▶ [What the task requires]
When a line of the records below contains the string "scripted", copy that whole line.
Excerpted records section start
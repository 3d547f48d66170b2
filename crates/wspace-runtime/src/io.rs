//! I/O channel capability
//!
//! The engine never touches the console or filesystem itself; it reads and
//! writes single characters and integers through a channel injected at
//! construction. Reads are blocking and may fail; failures surface as
//! [`RuntimeFault::Io`](crate::RuntimeFault::Io).

use std::collections::VecDeque;
use std::io::{self, BufRead, Read, Write};

/// Four-operation channel the engine performs all I/O through
pub trait IoChannel {
    /// Read one character
    fn read_char(&mut self) -> io::Result<char>;
    /// Read one integer (textual decimal)
    fn read_int(&mut self) -> io::Result<i64>;
    /// Write one character
    fn write_char(&mut self, ch: char) -> io::Result<()>;
    /// Write one integer as decimal text
    fn write_int(&mut self, value: i64) -> io::Result<()>;
}

/// Deterministic in-memory channel for tests and embedding
///
/// Input is scripted up front; all output is captured into one string in
/// emission order.
#[derive(Debug, Default)]
pub struct MemoryChannel {
    chars: VecDeque<char>,
    ints: VecDeque<i64>,
    output: String,
}

impl MemoryChannel {
    pub fn new() -> Self {
        Self::default()
    }

    /// Queue characters to be returned by `read_char`, in order
    pub fn with_chars(mut self, chars: &str) -> Self {
        self.chars.extend(chars.chars());
        self
    }

    /// Queue integers to be returned by `read_int`, in order
    pub fn with_ints(mut self, ints: impl IntoIterator<Item = i64>) -> Self {
        self.ints.extend(ints);
        self
    }

    /// Everything written so far
    pub fn output(&self) -> &str {
        &self.output
    }
}

impl IoChannel for MemoryChannel {
    fn read_char(&mut self) -> io::Result<char> {
        self.chars
            .pop_front()
            .ok_or_else(|| io::Error::new(io::ErrorKind::UnexpectedEof, "no scripted character"))
    }

    fn read_int(&mut self) -> io::Result<i64> {
        self.ints
            .pop_front()
            .ok_or_else(|| io::Error::new(io::ErrorKind::UnexpectedEof, "no scripted integer"))
    }

    fn write_char(&mut self, ch: char) -> io::Result<()> {
        self.output.push(ch);
        Ok(())
    }

    fn write_int(&mut self, value: i64) -> io::Result<()> {
        self.output.push_str(&value.to_string());
        Ok(())
    }
}

/// Console channel over stdin/stdout for embedding hosts
///
/// `read_char` consumes one byte from stdin; `read_int` consumes one line
/// and parses it as trimmed decimal.
#[derive(Debug, Default)]
pub struct StdioChannel;

impl StdioChannel {
    pub fn new() -> Self {
        StdioChannel
    }
}

impl IoChannel for StdioChannel {
    fn read_char(&mut self) -> io::Result<char> {
        let mut byte = [0u8; 1];
        io::stdin().lock().read_exact(&mut byte)?;
        Ok(byte[0] as char)
    }

    fn read_int(&mut self) -> io::Result<i64> {
        let mut line = String::new();
        io::stdin().lock().read_line(&mut line)?;
        line.trim()
            .parse()
            .map_err(|e| io::Error::new(io::ErrorKind::InvalidData, e))
    }

    fn write_char(&mut self, ch: char) -> io::Result<()> {
        let mut stdout = io::stdout().lock();
        write!(stdout, "{ch}")?;
        stdout.flush()
    }

    fn write_int(&mut self, value: i64) -> io::Result<()> {
        let mut stdout = io::stdout().lock();
        write!(stdout, "{value}")?;
        stdout.flush()
    }
}

#[cfg(test)]
mod tests {
    use super::*;

    #[test]
    fn memory_channel_scripts_input_and_captures_output() {
        let mut channel = MemoryChannel::new().with_chars("ab").with_ints([7]);
        assert_eq!(channel.read_char().unwrap(), 'a');
        assert_eq!(channel.read_int().unwrap(), 7);
        channel.write_int(-3).unwrap();
        channel.write_char('!').unwrap();
        assert_eq!(channel.output(), "-3!");
    }

    #[test]
    fn memory_channel_exhaustion_is_an_error() {
        let mut channel = MemoryChannel::new();
        assert!(channel.read_char().is_err());
        assert!(channel.read_int().is_err());
    }
}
Excerpted records section end
▶ [Completed task]
/// Input is scripted up front; all output is captured into one string in
            .ok_or_else(|| io::Error::new(io::ErrorKind::UnexpectedEof, "no scripted character"))
            .ok_or_else(|| io::Error::new(io::ErrorKind::UnexpectedEof, "no scripted integer"))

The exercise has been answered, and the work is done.